» ASSIGNMENT: From the top of the records below, return each line exactly, ending with the line that contains "most one record".

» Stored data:

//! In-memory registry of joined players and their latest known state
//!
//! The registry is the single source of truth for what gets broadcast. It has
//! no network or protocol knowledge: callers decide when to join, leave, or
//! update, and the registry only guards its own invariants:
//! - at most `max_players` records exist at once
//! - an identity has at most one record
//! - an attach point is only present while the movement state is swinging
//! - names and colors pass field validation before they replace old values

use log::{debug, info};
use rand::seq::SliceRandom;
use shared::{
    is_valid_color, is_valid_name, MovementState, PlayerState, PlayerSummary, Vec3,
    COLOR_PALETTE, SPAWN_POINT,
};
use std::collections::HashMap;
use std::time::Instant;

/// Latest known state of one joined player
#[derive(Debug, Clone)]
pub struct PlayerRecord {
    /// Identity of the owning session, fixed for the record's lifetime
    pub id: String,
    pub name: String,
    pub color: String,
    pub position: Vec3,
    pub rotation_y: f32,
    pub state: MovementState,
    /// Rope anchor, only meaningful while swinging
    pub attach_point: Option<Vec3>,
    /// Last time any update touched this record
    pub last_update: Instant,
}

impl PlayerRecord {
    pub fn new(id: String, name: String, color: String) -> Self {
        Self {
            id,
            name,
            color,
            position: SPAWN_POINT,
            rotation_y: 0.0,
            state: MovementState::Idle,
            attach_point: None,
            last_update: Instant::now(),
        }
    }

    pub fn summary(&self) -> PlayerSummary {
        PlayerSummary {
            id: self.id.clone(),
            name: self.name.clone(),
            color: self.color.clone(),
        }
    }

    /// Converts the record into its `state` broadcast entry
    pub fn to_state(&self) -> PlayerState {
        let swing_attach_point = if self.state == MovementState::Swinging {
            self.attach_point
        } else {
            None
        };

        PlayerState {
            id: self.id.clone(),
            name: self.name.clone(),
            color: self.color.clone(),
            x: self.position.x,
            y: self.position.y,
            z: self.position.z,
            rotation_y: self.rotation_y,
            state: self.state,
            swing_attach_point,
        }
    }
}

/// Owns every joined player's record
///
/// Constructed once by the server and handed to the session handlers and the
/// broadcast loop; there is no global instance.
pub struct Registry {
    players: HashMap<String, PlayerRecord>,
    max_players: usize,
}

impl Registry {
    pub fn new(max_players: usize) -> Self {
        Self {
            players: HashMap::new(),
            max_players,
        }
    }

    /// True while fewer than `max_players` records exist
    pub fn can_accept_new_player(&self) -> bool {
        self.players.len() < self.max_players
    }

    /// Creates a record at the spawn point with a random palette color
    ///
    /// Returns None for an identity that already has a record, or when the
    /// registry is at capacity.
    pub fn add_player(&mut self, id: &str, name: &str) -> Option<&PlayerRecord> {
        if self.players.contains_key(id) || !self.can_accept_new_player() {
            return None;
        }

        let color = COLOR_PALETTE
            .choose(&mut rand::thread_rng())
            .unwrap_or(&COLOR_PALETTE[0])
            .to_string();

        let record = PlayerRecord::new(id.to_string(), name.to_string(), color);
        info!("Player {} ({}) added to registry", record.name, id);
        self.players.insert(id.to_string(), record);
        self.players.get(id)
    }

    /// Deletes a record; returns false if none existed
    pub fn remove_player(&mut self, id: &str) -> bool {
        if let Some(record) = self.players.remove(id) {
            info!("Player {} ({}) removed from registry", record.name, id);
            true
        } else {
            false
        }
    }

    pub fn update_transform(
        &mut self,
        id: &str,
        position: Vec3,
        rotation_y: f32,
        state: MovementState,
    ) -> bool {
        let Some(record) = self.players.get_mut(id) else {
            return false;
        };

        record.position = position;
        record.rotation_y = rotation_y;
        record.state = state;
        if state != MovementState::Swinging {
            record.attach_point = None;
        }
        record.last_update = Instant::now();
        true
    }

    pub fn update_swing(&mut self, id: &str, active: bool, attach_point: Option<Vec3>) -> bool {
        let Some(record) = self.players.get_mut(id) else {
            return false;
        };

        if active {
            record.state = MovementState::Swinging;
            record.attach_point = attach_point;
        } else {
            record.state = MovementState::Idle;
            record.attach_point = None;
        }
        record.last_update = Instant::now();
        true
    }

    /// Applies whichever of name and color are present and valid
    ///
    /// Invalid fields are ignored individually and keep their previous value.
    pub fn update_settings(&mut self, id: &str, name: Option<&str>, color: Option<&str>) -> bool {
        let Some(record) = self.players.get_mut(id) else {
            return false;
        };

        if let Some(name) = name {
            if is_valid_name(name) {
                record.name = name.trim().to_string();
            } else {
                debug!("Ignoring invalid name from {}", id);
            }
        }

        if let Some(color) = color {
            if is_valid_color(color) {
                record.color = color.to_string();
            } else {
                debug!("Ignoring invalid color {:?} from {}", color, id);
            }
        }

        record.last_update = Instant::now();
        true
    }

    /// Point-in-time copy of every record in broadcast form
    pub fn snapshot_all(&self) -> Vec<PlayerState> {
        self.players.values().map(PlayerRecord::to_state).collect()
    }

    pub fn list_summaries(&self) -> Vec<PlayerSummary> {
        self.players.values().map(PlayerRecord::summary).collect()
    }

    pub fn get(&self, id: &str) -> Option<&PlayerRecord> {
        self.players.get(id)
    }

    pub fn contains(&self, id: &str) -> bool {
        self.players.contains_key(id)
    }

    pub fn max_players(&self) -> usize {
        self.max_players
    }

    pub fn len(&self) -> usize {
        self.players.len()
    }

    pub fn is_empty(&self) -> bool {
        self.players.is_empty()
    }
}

» RESULT OF THE TASK:
//! In-memory registry of joined players and their latest known state
//!
//! The registry is the single source of truth for what gets broadcast. It has
//! no network or protocol knowledge: callers decide when to join, leave, or
//! update, and the registry only guards its own invariants:
//! - at most `max_players` records exist at once
//! - an identity has at most one record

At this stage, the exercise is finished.